2. Materials and Methods

2.1. Hormone Reagents

RU486 is also known as mifepristone, and has a systematic International Union of Pure and Applied Chemistry (IUPAC) name of 11β-[p-(Dimethylamino)phenyl]-17β- hydroxy-17-(1-propynyl)estra-4,9-dien-3-one. Cortisol is also known as hydrocortisone and has the IUPAC name of (11β)-11,17,21-trihydroxypregn-4-ene-3,20-dione. Corticosterone has the IUPAC name of (11β)-11,21-dihydroxypregn-4-ene-3,20-dione. 1,25-dihydroxy-vitamin D3, (abbreviated in this paper as 1,25(OH)2D3) is also known as 1a,25 dihydroxyvitamin D3, 1a,25-Dihydroxycholecalciferol and calcitriol, and has the IUPAC name of (1R,3S)-5-[2-[(1R,3aR,7aS)-1-[(2R)-6-hydroxy-6-methyl-hetan-2-yl]-7a-methyl-2,3,3a,5,6,7-hexahydro-1H-inden-4-ylidene]ethylidene]-4-methylidene-cyclohexane-1,3-diol. Dexamethasone, also known as prednisolone F, has the IUPAC name of (8S,9R,10S,11S,13S,14S,16R,17R)-9- Fluoro-11,17-dihydroxy-17-(2-hydroxya-cetyl)-10,13,16- trimethyl-6,7,8,9,10,11,12,13,14,15,16,17-dodecahydro-3H-cyclopenta[a]phenanthren-3-one.

RU486 was obtained from Roussel-UCLAF (France). Cortisol, corticosterone, dexamethasone and 1,25(OH)2D3 were obtained from Sigma-Aldrich. Hormones were stored under nitrogen in ethanol at −20˚C in the dark and diluted appropriately prior to use.

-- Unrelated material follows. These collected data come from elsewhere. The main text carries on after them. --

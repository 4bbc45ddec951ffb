//! Error definitions for configuration, trace loading, and simulation.
//!
//! This module defines the error types surfaced by the simulator. It provides:
//! 1. **Configuration Errors:** Rejected pipeline parameters, raised before any cycle runs.
//! 2. **Trace Errors:** Malformed trace records, reported with the offending line.
//! 3. **Simulation Errors:** Failures detected while building or driving the pipeline.
//!
//! Internal invariant violations (popping an empty ROB, issuing an entry twice)
//! are programming errors and panic instead of being represented here.

use std::path::PathBuf;

use thiserror::Error;

/// Invalid simulator configuration.
///
/// Raised by [`Config::validate`](crate::config::Config::validate); a pipeline is
/// never constructed from a configuration that fails validation.
#[derive(Debug, Clone, PartialEq, Eq, Error)]
pub enum ConfigError {
    /// The reorder buffer must hold at least one entry.
    #[error("ROB size must be positive")]
    ZeroRobSize,

    /// The issue queue must hold at least one entry.
    #[error("IQ size must be positive")]
    ZeroIqSize,

    /// The pipeline must move at least one instruction per cycle.
    #[error("pipeline width must be positive")]
    ZeroWidth,

    /// Rename only proceeds with `width` free ROB slots, so a smaller ROB never accepts a bundle.
    #[error("ROB size {rob_size} is smaller than pipeline width {width}")]
    RobSmallerThanWidth {
        /// Configured ROB size.
        rob_size: usize,
        /// Configured pipeline width.
        width: usize,
    },

    /// Dispatch only proceeds with `width` free IQ slots, so a smaller IQ never accepts a bundle.
    #[error("IQ size {iq_size} is smaller than pipeline width {width}")]
    IqSmallerThanWidth {
        /// Configured IQ size.
        iq_size: usize,
        /// Configured pipeline width.
        width: usize,
    },

    /// Every latency class must take at least one cycle.
    #[error("execution latency for {class} must be positive")]
    ZeroLatency {
        /// Human-readable name of the offending latency class.
        class: String,
    },

    /// The rename table needs at least one architectural register.
    #[error("architectural register count must be positive")]
    ZeroRegisters,
}

/// Reason a single trace line was rejected.
#[derive(Debug, Clone, PartialEq, Eq, Error)]
pub enum TraceErrorKind {
    /// A record must have exactly five fields.
    #[error("expected 5 fields, found {found}")]
    FieldCount {
        /// Number of whitespace-separated fields on the line.
        found: usize,
    },

    /// A field could not be parsed as an integer.
    #[error("field `{field}` is not a valid integer: {value:?}")]
    InvalidNumber {
        /// Name of the field (`pc`, `opcode`, `dst`, `src1`, `src2`).
        field: &'static str,
        /// Raw text of the field.
        value: String,
    },

    /// Register ids are non-negative, or `-1` for "no operand".
    #[error("field `{field}` holds invalid register id {value}")]
    InvalidRegister {
        /// Name of the register field.
        field: &'static str,
        /// Parsed value.
        value: i64,
    },
}

/// Failure while reading or parsing an instruction trace.
#[derive(Debug, Error)]
pub enum TraceError {
    /// A record could not be parsed.
    #[error("trace line {line}: {kind}")]
    Malformed {
        /// 1-based line number in the trace text.
        line: usize,
        /// What was wrong with the record.
        kind: TraceErrorKind,
    },

    /// The trace file could not be read.
    #[error("failed to read trace file {}: {source}", .path.display())]
    Io {
        /// Path that was being read.
        path: PathBuf,
        /// Underlying I/O error.
        #[source]
        source: std::io::Error,
    },
}

/// Top-level simulation error.
#[derive(Debug, Error)]
pub enum SimError {
    /// The configuration was rejected.
    #[error("invalid configuration: {0}")]
    Config(#[from] ConfigError),

    /// The trace could not be loaded.
    #[error(transparent)]
    Trace(#[from] TraceError),

    /// An instruction names a register the rename table cannot hold.
    #[error("instruction {seq} uses register {reg}, but only {limit} architectural registers are configured")]
    RegisterOutOfRange {
        /// Sequence index of the offending instruction.
        seq: usize,
        /// Register id named by the instruction.
        reg: usize,
        /// Configured register count.
        limit: usize,
    },

    /// The pipeline did not drain within the cycle budget.
    #[error("simulation did not finish within {limit} cycles")]
    CycleLimitExceeded {
        /// Cycle budget that was exhausted.
        limit: u64,
    },
}
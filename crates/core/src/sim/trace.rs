//! Instruction trace records and the trace file reader.
//!
//! A trace is plain text with one instruction per line and five
//! whitespace-separated fields:
//!
//! ```text
//! <pc> <opcode> <dst> <src1> <src2>
//! ```
//!
//! The PC is hexadecimal (an optional `0x` prefix is accepted); the remaining
//! fields are signed decimal. A register id of `-1` means "no operand". Blank
//! lines and lines starting with `#` are skipped. Parsing stops at the first
//! malformed record and reports its 1-based line number.

use std::fs;
use std::path::Path;

use serde::Serialize;

use crate::common::error::{TraceError, TraceErrorKind};

/// Register id in the trace that means "no operand".
pub const NO_REG: i64 = -1;

/// One instruction as read from the trace.
#[derive(Clone, Copy, Debug, PartialEq, Eq, Serialize)]
pub struct TraceRecord {
    /// Program counter.
    pub pc: u64,
    /// Opcode (latency class selector).
    pub opcode: u32,
    /// Destination register.
    pub dst: Option<usize>,
    /// First source register.
    pub src1: Option<usize>,
    /// Second source register.
    pub src2: Option<usize>,
}

impl TraceRecord {
    /// Parses one trace line. `line` is the 1-based line number used in errors.
    ///
    /// # Errors
    ///
    /// Returns [`TraceError::Malformed`] on a wrong field count, a non-numeric
    /// field, or a register id below `-1`.
    pub fn parse(text: &str, line: usize) -> Result<Self, TraceError> {
        let malformed = |kind| TraceError::Malformed { line, kind };

        let fields: Vec<&str> = text.split_whitespace().collect();
        let &[pc, opcode, dst, src1, src2] = fields.as_slice() else {
            return Err(malformed(TraceErrorKind::FieldCount {
                found: fields.len(),
            }));
        };

        Ok(Self {
            pc: parse_pc(pc).map_err(malformed)?,
            opcode: opcode
                .parse()
                .map_err(|_| malformed(invalid_number("opcode", opcode)))?,
            dst: parse_reg("dst", dst).map_err(malformed)?,
            src1: parse_reg("src1", src1).map_err(malformed)?,
            src2: parse_reg("src2", src2).map_err(malformed)?,
        })
    }
}

fn invalid_number(field: &'static str, value: &str) -> TraceErrorKind {
    TraceErrorKind::InvalidNumber {
        field,
        value: value.to_string(),
    }
}

fn parse_pc(text: &str) -> Result<u64, TraceErrorKind> {
    let digits = text
        .strip_prefix("0x")
        .or_else(|| text.strip_prefix("0X"))
        .unwrap_or(text);
    u64::from_str_radix(digits, 16).map_err(|_| invalid_number("pc", text))
}

fn parse_reg(field: &'static str, text: &str) -> Result<Option<usize>, TraceErrorKind> {
    let value: i64 = text.parse().map_err(|_| invalid_number(field, text))?;
    match value {
        NO_REG => Ok(None),
        v if v >= 0 => Ok(Some(v as usize)),
        v => Err(TraceErrorKind::InvalidRegister { field, value: v }),
    }
}

/// Parses a whole trace held in memory.
///
/// # Errors
///
/// Returns the error for the first malformed line.
pub fn parse_trace(text: &str) -> Result<Vec<TraceRecord>, TraceError> {
    text.lines()
        .enumerate()
        .filter(|(_, l)| {
            let l = l.trim();
            !l.is_empty() && !l.starts_with('#')
        })
        .map(|(i, l)| TraceRecord::parse(l, i + 1))
        .collect()
}

/// Reads and parses a trace file.
///
/// # Errors
///
/// Returns [`TraceError::Io`] if the file cannot be read, or the first parse error.
pub fn load_trace(path: impl AsRef<Path>) -> Result<Vec<TraceRecord>, TraceError> {
    let path = path.as_ref();
    let text = fs::read_to_string(path).map_err(|source| TraceError::Io {
        path: path.to_path_buf(),
        source,
    })?;
    let records = parse_trace(&text)?;
    tracing::debug!(path = %path.display(), records = records.len(), "trace loaded");
    Ok(records)
}
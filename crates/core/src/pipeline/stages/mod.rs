//! Pipeline stage implementations.
//!
//! Each stage is a free function over the [`Pipeline`](crate::pipeline::Pipeline)
//! state, called once per cycle by [`Pipeline::tick`](crate::pipeline::Pipeline::tick)
//! in reverse pipeline order. It includes:
//! 1. **Front end:** Fetch, Decode, Rename, and RegRead move whole bundles between latches.
//! 2. **Dispatch:** Moves the dispatch bundle into the issue queue when it has room.
//! 3. **Back end:** Issue, Execute, and Writeback operate on individual instructions.
//! 4. **Retire:** Releases completed instructions from the ROB head in program order.

/// Instruction decode stage implementation.
pub mod decode;

/// Dispatch into the issue queue.
pub mod dispatch;

/// Execution latency countdown.
pub mod execute;

/// Trace fetch stage implementation.
pub mod fetch;

/// Oldest-first issue selection.
pub mod issue;

/// Register read stage implementation.
pub mod reg_read;

/// Register renaming and ROB allocation.
pub mod rename;

/// In-order retirement from the ROB head.
pub mod retire;

/// Result broadcast and consumer wakeup.
pub mod writeback;

/// Decode stage entry point (DE stage).
pub use decode::decode_stage;
/// Dispatch stage entry point (DI stage).
pub use dispatch::dispatch_stage;
/// Execute stage entry point (EX stage).
pub use execute::execute_stage;
/// Fetch stage entry point (FE stage).
pub use fetch::fetch_stage;
/// Issue stage entry point (IS stage).
pub use issue::issue_stage;
/// Register read stage entry point (RR stage).
pub use reg_read::reg_read_stage;
/// Rename stage entry point (RN stage).
pub use rename::rename_stage;
/// Retire stage entry point (RT stage).
pub use retire::retire_stage;
/// Writeback stage entry point (WB stage).
pub use writeback::writeback_stage;
//! Instruction Decode (DE) Stage.
//!
//! Decode has no work of its own in a trace-driven model: records arrive with
//! their registers and latency class already resolved. The stage only moves its
//! bundle forward once the rename latch is free.

use crate::pipeline::Pipeline;
use crate::pipeline::instruction::Stage;

/// Executes the decode stage.
pub fn decode_stage(p: &mut Pipeline) {
    if !p.rename.is_empty() {
        return;
    }
    if let Some(bundle) = p.decode.take() {
        p.advance_all(&bundle, Stage::Decode);
        p.rename.push(bundle);
    }
}
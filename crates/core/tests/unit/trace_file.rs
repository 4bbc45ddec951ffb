//! Trace files on disk and the end-to-end driver.

use std::io::Write;

use oosim_core::common::{SimError, TraceError, TraceErrorKind};
use oosim_core::config::Config;
use oosim_core::sim::load_trace;
use oosim_core::Simulator;
use pretty_assertions::assert_eq;
use tempfile::NamedTempFile;

fn write_trace(text: &str) -> NamedTempFile {
    let mut file = NamedTempFile::new().unwrap();
    file.write_all(text.as_bytes()).unwrap();
    file.flush().unwrap();
    file
}

const SAMPLE: &str = "\
# pc      op dst s1 s2
bc020064  0  1  2  3
bc020068  2  4  1 -1

0xbc02006c 3  5  4  1
bc020070  1 -1  5 -1
";

#[test]
fn load_trace_reads_records_in_order() {
    let file = write_trace(SAMPLE);
    let records = load_trace(file.path()).unwrap();

    assert_eq!(records.len(), 4);
    assert_eq!(records[0].pc, 0xbc02_0064);
    assert_eq!(records[2].pc, 0xbc02_006c);
    assert_eq!(records[2].opcode, 3);
    assert_eq!(records[3].dst, None);
    assert_eq!(records[3].src1, Some(5));
}

#[test]
fn simulator_runs_trace_file_to_completion() {
    let file = write_trace(SAMPLE);
    let mut sim = Simulator::from_trace_file(&Config::new(8, 4, 2), file.path()).unwrap();
    let stats = sim.run().clone();

    assert_eq!(stats.instructions_fetched, 4);
    assert_eq!(stats.instructions_retired, 4);
    assert!(stats.ipc() > 0.0);
    assert!(sim.is_done());
}

#[test]
fn malformed_line_reports_position() {
    let file = write_trace("bc020064 0 1 2 3\n\nbc020068 0 1 two 3\n");
    let err = Simulator::from_trace_file(&Config::new(4, 4, 1), file.path()).unwrap_err();

    match err {
        SimError::Trace(TraceError::Malformed { line, kind }) => {
            assert_eq!(line, 3);
            assert_eq!(
                kind,
                TraceErrorKind::InvalidNumber {
                    field: "src1",
                    value: "two".to_string(),
                }
            );
        }
        other => panic!("unexpected error: {other}"),
    }
}

#[test]
fn missing_file_is_io_error() {
    let dir = tempfile::tempdir().unwrap();
    let path = dir.path().join("absent.trace");
    let err = load_trace(&path).unwrap_err();

    assert!(matches!(err, TraceError::Io { .. }));
    assert!(err.to_string().contains("absent.trace"));
}

#[test]
fn empty_file_simulates_one_cycle() {
    let file = write_trace("# nothing here\n");
    let mut sim = Simulator::from_trace_file(&Config::new(4, 4, 1), file.path()).unwrap();
    let stats = sim.run();

    assert_eq!(stats.instructions_retired, 0);
    assert_eq!(stats.cycles(), 0);
    assert!(stats.ipc().abs() < f64::EPSILON);
}
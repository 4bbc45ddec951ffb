//! Execute (EX) Stage.
//!
//! Every executing instruction advances its timer by one cycle. Instructions
//! whose timer reaches their latency leave the execution list for the writeback
//! set; their results are broadcast by the writeback stage on the next cycle.

use tracing::trace;

use crate::pipeline::Pipeline;
use crate::pipeline::instruction::Stage;

/// Executes the execute stage.
pub fn execute_stage(p: &mut Pipeline) {
    let cycle = p.cycle;
    let insts = &mut p.insts;
    let writeback = &mut p.writeback;

    p.exec_list.retain(|&seq| {
        let inst = &mut insts[seq];
        inst.exec_timer += 1;
        if inst.exec_timer < inst.latency {
            return true;
        }
        inst.timing.advance(Stage::Execute, cycle);
        trace!(cycle, seq, "EX done");
        writeback.push(seq);
        false
    });
}
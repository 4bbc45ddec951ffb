//! Common types shared across the simulator.
//!
//! This module currently holds the error definitions used by configuration,
//! trace loading, and the simulation driver.

/// Error types for configuration, trace parsing, and simulation.
pub mod error;

pub use error::{ConfigError, SimError, TraceError, TraceErrorKind};
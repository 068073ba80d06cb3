//! The per-child transition controller.

use std::fmt;
use std::sync::Arc;

use tokio::runtime::Handle;
use tokio::sync::watch;
use tokio::task::JoinHandle;

use crate::config::Timing;
use crate::geometry::{Constraints, Offset, Rect, Size};
use crate::layout::{LayoutContext, LayoutNode, LayoutPass};

use super::driver::spawn_axis;
use super::registry::{ChildId, SharedRegistry};
use super::signals::TransitionSignals;

use horizon_lookahead_core::logging::targets;

/// A child whose position and size animate whenever its place in the layout
/// changes.
///
/// During the lookahead pass the element lays its child out normally and
/// publishes the resulting size and position as targets. During the
/// placement pass it measures the child at the animated size and places it
/// at the animated offset, falling back to the lookahead values until the
/// axis tasks have seeded the registry.
///
/// Elements are created by
/// [`TransitionScope::shared_element`](super::TransitionScope::shared_element)
/// and referenced from layout trees with [`element`](crate::layout::element).
/// Dropping one detaches it from the registry and stops its tasks.
pub struct SharedElement {
    id: ChildId,
    child: Box<dyn LayoutNode>,
    registry: SharedRegistry,
    signals: Arc<TransitionSignals>,
    offset_targets: watch::Sender<Option<Offset>>,
    size_targets: watch::Sender<Option<Size>>,
    lookahead_offset: Offset,
    lookahead_size: Size,
    current_offset: Offset,
    measured: Size,
    bounds: Rect,
    tasks: [JoinHandle<()>; 2],
}

impl SharedElement {
    pub(crate) fn spawn(
        handle: &Handle,
        id: ChildId,
        child: Box<dyn LayoutNode>,
        registry: SharedRegistry,
        timing: Timing,
        signals: TransitionSignals,
    ) -> Self {
        let signals = Arc::new(signals);
        let (offset_targets, offset_rx) = watch::channel(None);
        let (size_targets, size_rx) = watch::channel(None);
        let tasks = [
            spawn_axis::<Offset>(handle, id, registry.clone(), offset_rx, timing, signals.clone()),
            spawn_axis::<Size>(handle, id, registry.clone(), size_rx, timing, signals.clone()),
        ];
        Self {
            id,
            child,
            registry,
            signals,
            offset_targets,
            size_targets,
            lookahead_offset: Offset::ZERO,
            lookahead_size: Size::ZERO,
            current_offset: Offset::ZERO,
            measured: Size::ZERO,
            bounds: Rect::ZERO,
            tasks,
        }
    }

    /// The element's identity.
    #[inline]
    pub fn id(&self) -> ChildId {
        self.id
    }

    /// Lifecycle signals of this element's transitions.
    #[inline]
    pub fn signals(&self) -> &Arc<TransitionSignals> {
        &self.signals
    }

    /// Where the child was last drawn, in container coordinates.
    #[inline]
    pub fn bounds(&self) -> Rect {
        self.bounds
    }

    /// The position the placement pass last handed to this element.
    #[inline]
    pub fn current_offset(&self) -> Offset {
        self.current_offset
    }

    /// The most recent target published by the lookahead pass.
    #[inline]
    pub fn lookahead_bounds(&self) -> Rect {
        Rect::new(self.lookahead_offset, self.lookahead_size)
    }

    /// Whether either axis is animating.
    pub fn is_running(&self) -> bool {
        self.registry.lock().is_running(self.id)
    }
}

/// Publish `value`, waking the axis task only when it differs from the last
/// published value.
fn publish<T: PartialEq + Copy>(targets: &watch::Sender<Option<T>>, value: T) {
    targets.send_if_modified(|current| {
        if *current == Some(value) {
            false
        } else {
            *current = Some(value);
            true
        }
    });
}

impl LayoutNode for SharedElement {
    fn measure(&mut self, cx: &mut LayoutContext<'_>, constraints: Constraints) -> Size {
        match cx.pass() {
            LayoutPass::Lookahead => {
                let size = self.child.measure(cx, constraints);
                self.lookahead_size = size;
                publish(&self.size_targets, size);
                size
            }
            LayoutPass::Placement => {
                let animated = self.registry.lock().size(self.id).unwrap_or(self.lookahead_size);
                self.measured = self.child.measure(cx, Constraints::fixed(animated));
                self.measured
            }
        }
    }

    fn place(&mut self, cx: &mut LayoutContext<'_>, position: Offset) {
        match cx.pass() {
            LayoutPass::Lookahead => {
                self.lookahead_offset = position;
                publish(&self.offset_targets, position);
                self.child.place(cx, position);
            }
            LayoutPass::Placement => {
                self.current_offset = position;
                let animated = self.registry.lock().offset(self.id).unwrap_or(self.lookahead_offset);
                let at = self.current_offset + (animated - self.current_offset);
                self.bounds = Rect::new(at, self.measured);
                self.child.place(cx, at);
            }
        }
    }
}

impl Drop for SharedElement {
    fn drop(&mut self) {
        self.registry.lock().detach(self.id);
        for task in &self.tasks {
            task.abort();
        }
        tracing::debug!(target: targets::TRANSITION, id = ?self.id, "shared element detached");
    }
}

impl fmt::Debug for SharedElement {
    fn fmt(&self, f: &mut fmt::Formatter<'_>) -> fmt::Result {
        f.debug_struct("SharedElement")
            .field("id", &self.id)
            .field("lookahead", &self.lookahead_bounds())
            .field("bounds", &self.bounds)
            .finish_non_exhaustive()
    }
}

static_assertions::assert_impl_all!(SharedElement: Send);
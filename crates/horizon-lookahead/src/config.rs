//! Transition configuration.
//!
//! [`TransitionConfig`] holds the defaults applied to every shared element in
//! a scope and can be loaded from TOML:
//!
//! ```toml
//! duration_ms = 500
//! easing = "fast-out-slow-in"
//! frame_interval_ms = 16
//! ```
//!
//! [`SharedElementConfig`] is the per-element builder passed to
//! [`TransitionScope::shared_element`](crate::transition::TransitionScope::shared_element).

use std::fmt;
use std::path::Path;
use std::time::Duration;

use horizon_lookahead_core::{LookaheadError, Result};
use serde::{Deserialize, Serialize};

use crate::animation::Easing;
use crate::transition::TransitionSignals;

/// Default animation duration in milliseconds.
pub const DEFAULT_DURATION_MS: i64 = 500;

/// Default interval between interpolation frames in milliseconds.
pub const DEFAULT_FRAME_INTERVAL_MS: i64 = 16;

/// Defaults for the transitions in one scope.
#[derive(Debug, Clone, Copy, PartialEq, Serialize, Deserialize)]
#[serde(default, deny_unknown_fields)]
pub struct TransitionConfig {
    /// Length of one interpolation, in milliseconds.
    pub duration_ms: i64,
    /// Easing curve applied to interpolation progress.
    pub easing: Easing,
    /// Interval between interpolation frames, in milliseconds.
    pub frame_interval_ms: i64,
}

impl Default for TransitionConfig {
    fn default() -> Self {
        Self {
            duration_ms: DEFAULT_DURATION_MS,
            easing: Easing::default(),
            frame_interval_ms: DEFAULT_FRAME_INTERVAL_MS,
        }
    }
}

impl TransitionConfig {
    /// Parse and validate a configuration from TOML. Missing keys take their
    /// defaults.
    pub fn from_toml_str(s: &str) -> Result<Self> {
        let config: Self = toml::from_str(s)?;
        config.validate()?;
        Ok(config)
    }

    /// Read, parse and validate a configuration file.
    pub fn load(path: impl AsRef<Path>) -> Result<Self> {
        let path = path.as_ref();
        let content =
            std::fs::read_to_string(path).map_err(|e| LookaheadError::config_io(path, e))?;
        let config = Self::from_toml_str(&content)?;
        tracing::debug!(target: "horizon_lookahead::config", path = %path.display(), ?config, "loaded transition config");
        Ok(config)
    }

    /// Check the values are usable.
    pub fn validate(&self) -> Result<()> {
        self.timing().map(|_| ())
    }

    /// The validated timing these values describe.
    pub fn timing(&self) -> Result<Timing> {
        if self.duration_ms < 0 {
            return Err(LookaheadError::InvalidDuration {
                ms: self.duration_ms,
            });
        }
        if self.frame_interval_ms <= 0 {
            return Err(LookaheadError::InvalidFrameInterval {
                ms: self.frame_interval_ms,
            });
        }
        Ok(Timing {
            duration: Duration::from_millis(self.duration_ms as u64),
            easing: self.easing,
            frame_interval: Duration::from_millis(self.frame_interval_ms as u64),
        })
    }
}

/// Validated timing for one shared element.
#[derive(Debug, Clone, Copy, PartialEq, Eq)]
pub struct Timing {
    /// Length of one interpolation.
    pub duration: Duration,
    /// Easing curve.
    pub easing: Easing,
    /// Interval between interpolation frames.
    pub frame_interval: Duration,
}

type Callback = Box<dyn Fn() + Send + Sync>;

/// Configuration for one shared element.
///
/// ```
/// use horizon_lookahead::config::SharedElementConfig;
///
/// let config = SharedElementConfig::default()
///     .with_duration_ms(300)
///     .on_animate_finish(|| println!("settled"));
/// # let _ = config;
/// ```
pub struct SharedElementConfig {
    values: TransitionConfig,
    on_start: Vec<Callback>,
    on_finish: Vec<Callback>,
    on_cancel: Vec<Callback>,
}

impl Default for SharedElementConfig {
    fn default() -> Self {
        Self::from(&TransitionConfig::default())
    }
}

impl From<&TransitionConfig> for SharedElementConfig {
    fn from(values: &TransitionConfig) -> Self {
        Self {
            values: *values,
            on_start: Vec::new(),
            on_finish: Vec::new(),
            on_cancel: Vec::new(),
        }
    }
}

impl SharedElementConfig {
    /// Set the animation duration in milliseconds. Negative values are
    /// rejected when the element is created.
    pub fn with_duration_ms(mut self, duration_ms: i64) -> Self {
        self.values.duration_ms = duration_ms;
        self
    }

    /// Set the easing curve.
    pub fn with_easing(mut self, easing: Easing) -> Self {
        self.values.easing = easing;
        self
    }

    /// Set the frame interval in milliseconds.
    pub fn with_frame_interval_ms(mut self, frame_interval_ms: i64) -> Self {
        self.values.frame_interval_ms = frame_interval_ms;
        self
    }

    /// Called when a joint transition begins.
    pub fn on_animate_start(mut self, callback: impl Fn() + Send + Sync + 'static) -> Self {
        self.on_start.push(Box::new(callback));
        self
    }

    /// Called when a joint transition reaches its target.
    pub fn on_animate_finish(mut self, callback: impl Fn() + Send + Sync + 'static) -> Self {
        self.on_finish.push(Box::new(callback));
        self
    }

    /// Called when a joint transition is superseded by a new target.
    pub fn on_animate_cancel(mut self, callback: impl Fn() + Send + Sync + 'static) -> Self {
        self.on_cancel.push(Box::new(callback));
        self
    }

    /// The configured values.
    #[inline]
    pub fn values(&self) -> &TransitionConfig {
        &self.values
    }

    /// Validate the values and wire the callbacks into fresh signals.
    pub(crate) fn into_parts(self) -> Result<(Timing, TransitionSignals)> {
        let timing = self.values.timing()?;
        let signals = TransitionSignals::new();
        for callback in self.on_start {
            signals.animate_started.connect(move |_| callback());
        }
        for callback in self.on_finish {
            signals.animate_finished.connect(move |_| callback());
        }
        for callback in self.on_cancel {
            signals.animate_cancelled.connect(move |_| callback());
        }
        Ok((timing, signals))
    }
}

impl fmt::Debug for SharedElementConfig {
    fn fmt(&self, f: &mut fmt::Formatter<'_>) -> fmt::Result {
        f.debug_struct("SharedElementConfig")
            .field("values", &self.values)
            .field("on_start", &self.on_start.len())
            .field("on_finish", &self.on_finish.len())
            .field("on_cancel", &self.on_cancel.len())
            .finish()
    }
}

2.2. Transfection and Cell Culture Procedures

Rat osteoblastic sarcoma cells ROS 17/2.8 were cultured using Ham’s F12 medium or Dulbecco’s modification of Eagle’s medium (DMEM) (Flow Laboratories) supplemented with 10% fetal calf serum (FCS) in a 5% carbon dioxide atmosphere at 37˚C. The plasmid construct pOSCAT2 [7] contains the promoter of the human osteocalcin gene driving the chloramphenicol acetyl transferase (CAT) gene. pSV2NEO contains the neomycin phosphotransferase gene driven by the SV40 virus major late promoter. pOSCAT2 and pSV2NEO were mixed equimolar and precipitated with calcium phosphate according to Gorman et al. [14]. Fifty mg of precipitated DNA was added per flask to five 150 cm2 flasks of ROS17/2.8 cells at 2 × 106 cells per flask, grown in DMEM augmented with 10% FCS. After six hours the cells were shocked with 10% glycerol in DMEM (plus 10% FCS) for one minute and the original medium replaced. Cells were left undisturbed for three days before the addition of antibiotic G418 (Life technologies) at 500 mg/ml, a concentration established to be toxic to ROS17/2.8 cells. Cells were mixed and re-plated after six days into Ham’s F12 medium (plus 10% FCS) supplemented with ROS17/2.8 conditioned medium (50%), containing G418. Cells were re-fed conditioned selective medium every three days to remove dead cells and replated into smaller flasks at weekly intervals. After three weeks, a pool of G418 resistant cells had developed which had a high plating efficiency in the presence of G418. These cells have a high level of CAT activity that was inducible by 1,25(OH)2D3 and were used in hormone treatment experiments. In the pool of selected cells, G418 selection was not necessary to maintain either G418 resistance or CAT activity, which has remained constant for over a year in the absence of G418 selection.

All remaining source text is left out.